# [Work request]
Lines with "MeshVertex": pull these out of the listing below.

# [Supplied data]
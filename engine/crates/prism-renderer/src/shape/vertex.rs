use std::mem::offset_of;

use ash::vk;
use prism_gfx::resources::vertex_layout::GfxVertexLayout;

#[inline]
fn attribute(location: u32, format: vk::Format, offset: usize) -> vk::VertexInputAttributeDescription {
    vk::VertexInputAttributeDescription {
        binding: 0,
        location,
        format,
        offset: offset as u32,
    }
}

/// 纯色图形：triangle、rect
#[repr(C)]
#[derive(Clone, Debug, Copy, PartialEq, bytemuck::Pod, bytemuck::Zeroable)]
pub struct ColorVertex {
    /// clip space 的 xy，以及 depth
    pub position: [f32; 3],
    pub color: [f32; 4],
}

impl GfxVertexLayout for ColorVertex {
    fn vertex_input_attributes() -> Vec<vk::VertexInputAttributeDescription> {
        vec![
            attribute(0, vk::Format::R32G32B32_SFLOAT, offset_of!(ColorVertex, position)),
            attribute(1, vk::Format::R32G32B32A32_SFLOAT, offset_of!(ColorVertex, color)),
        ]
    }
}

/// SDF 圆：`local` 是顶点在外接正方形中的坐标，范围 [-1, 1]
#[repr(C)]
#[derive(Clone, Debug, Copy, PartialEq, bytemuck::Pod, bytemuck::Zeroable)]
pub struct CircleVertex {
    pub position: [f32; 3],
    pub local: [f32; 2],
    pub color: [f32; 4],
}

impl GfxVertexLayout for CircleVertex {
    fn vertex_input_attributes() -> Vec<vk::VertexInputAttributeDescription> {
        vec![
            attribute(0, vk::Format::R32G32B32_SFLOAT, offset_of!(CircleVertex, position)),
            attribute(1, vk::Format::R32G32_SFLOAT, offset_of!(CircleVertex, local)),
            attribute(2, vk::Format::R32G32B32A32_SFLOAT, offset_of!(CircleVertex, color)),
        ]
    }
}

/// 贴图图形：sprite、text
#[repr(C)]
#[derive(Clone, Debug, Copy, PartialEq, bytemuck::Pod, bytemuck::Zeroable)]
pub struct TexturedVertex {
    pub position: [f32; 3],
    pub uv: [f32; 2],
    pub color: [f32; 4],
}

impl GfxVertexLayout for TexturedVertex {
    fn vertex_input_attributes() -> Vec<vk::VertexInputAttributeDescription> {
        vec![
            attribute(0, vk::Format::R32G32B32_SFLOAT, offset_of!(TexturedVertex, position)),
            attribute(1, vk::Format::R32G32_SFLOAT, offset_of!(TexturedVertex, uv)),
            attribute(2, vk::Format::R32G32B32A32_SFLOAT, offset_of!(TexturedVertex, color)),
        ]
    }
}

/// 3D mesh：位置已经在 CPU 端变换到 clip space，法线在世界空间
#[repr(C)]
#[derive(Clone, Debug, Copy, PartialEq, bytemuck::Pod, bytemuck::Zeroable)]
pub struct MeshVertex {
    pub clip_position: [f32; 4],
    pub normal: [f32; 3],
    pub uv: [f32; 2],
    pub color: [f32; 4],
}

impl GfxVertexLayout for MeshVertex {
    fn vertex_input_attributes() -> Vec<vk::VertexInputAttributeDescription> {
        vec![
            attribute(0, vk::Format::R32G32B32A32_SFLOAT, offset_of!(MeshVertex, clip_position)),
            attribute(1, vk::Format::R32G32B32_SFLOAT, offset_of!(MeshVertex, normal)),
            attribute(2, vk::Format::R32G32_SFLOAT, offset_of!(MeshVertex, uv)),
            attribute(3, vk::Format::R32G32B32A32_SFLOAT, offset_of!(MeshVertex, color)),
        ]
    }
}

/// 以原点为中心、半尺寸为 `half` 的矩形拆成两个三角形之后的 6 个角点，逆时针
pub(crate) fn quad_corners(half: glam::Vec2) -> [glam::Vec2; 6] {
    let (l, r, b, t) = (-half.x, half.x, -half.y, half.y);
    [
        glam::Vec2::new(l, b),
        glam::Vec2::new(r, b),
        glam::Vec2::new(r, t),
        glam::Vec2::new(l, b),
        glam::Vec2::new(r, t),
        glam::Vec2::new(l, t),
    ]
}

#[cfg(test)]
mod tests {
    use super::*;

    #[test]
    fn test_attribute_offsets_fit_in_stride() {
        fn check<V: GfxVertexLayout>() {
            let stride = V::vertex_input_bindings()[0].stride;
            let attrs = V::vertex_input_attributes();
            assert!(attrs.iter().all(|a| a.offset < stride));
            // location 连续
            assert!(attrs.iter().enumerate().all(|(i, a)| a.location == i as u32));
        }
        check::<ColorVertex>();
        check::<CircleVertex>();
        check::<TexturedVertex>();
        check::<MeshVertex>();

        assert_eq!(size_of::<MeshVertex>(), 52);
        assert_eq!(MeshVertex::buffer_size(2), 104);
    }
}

# [Solved exercise]
pub struct MeshVertex {
impl GfxVertexLayout for MeshVertex {
            attribute(0, vk::Format::R32G32B32A32_SFLOAT, offset_of!(MeshVertex, clip_position)),
            attribute(1, vk::Format::R32G32B32_SFLOAT, offset_of!(MeshVertex, normal)),
            attribute(2, vk::Format::R32G32_SFLOAT, offset_of!(MeshVertex, uv)),
            attribute(3, vk::Format::R32G32B32A32_SFLOAT, offset_of!(MeshVertex, color)),
        check::<MeshVertex>();
        assert_eq!(size_of::<MeshVertex>(), 52);
        assert_eq!(MeshVertex::buffer_size(2), 104);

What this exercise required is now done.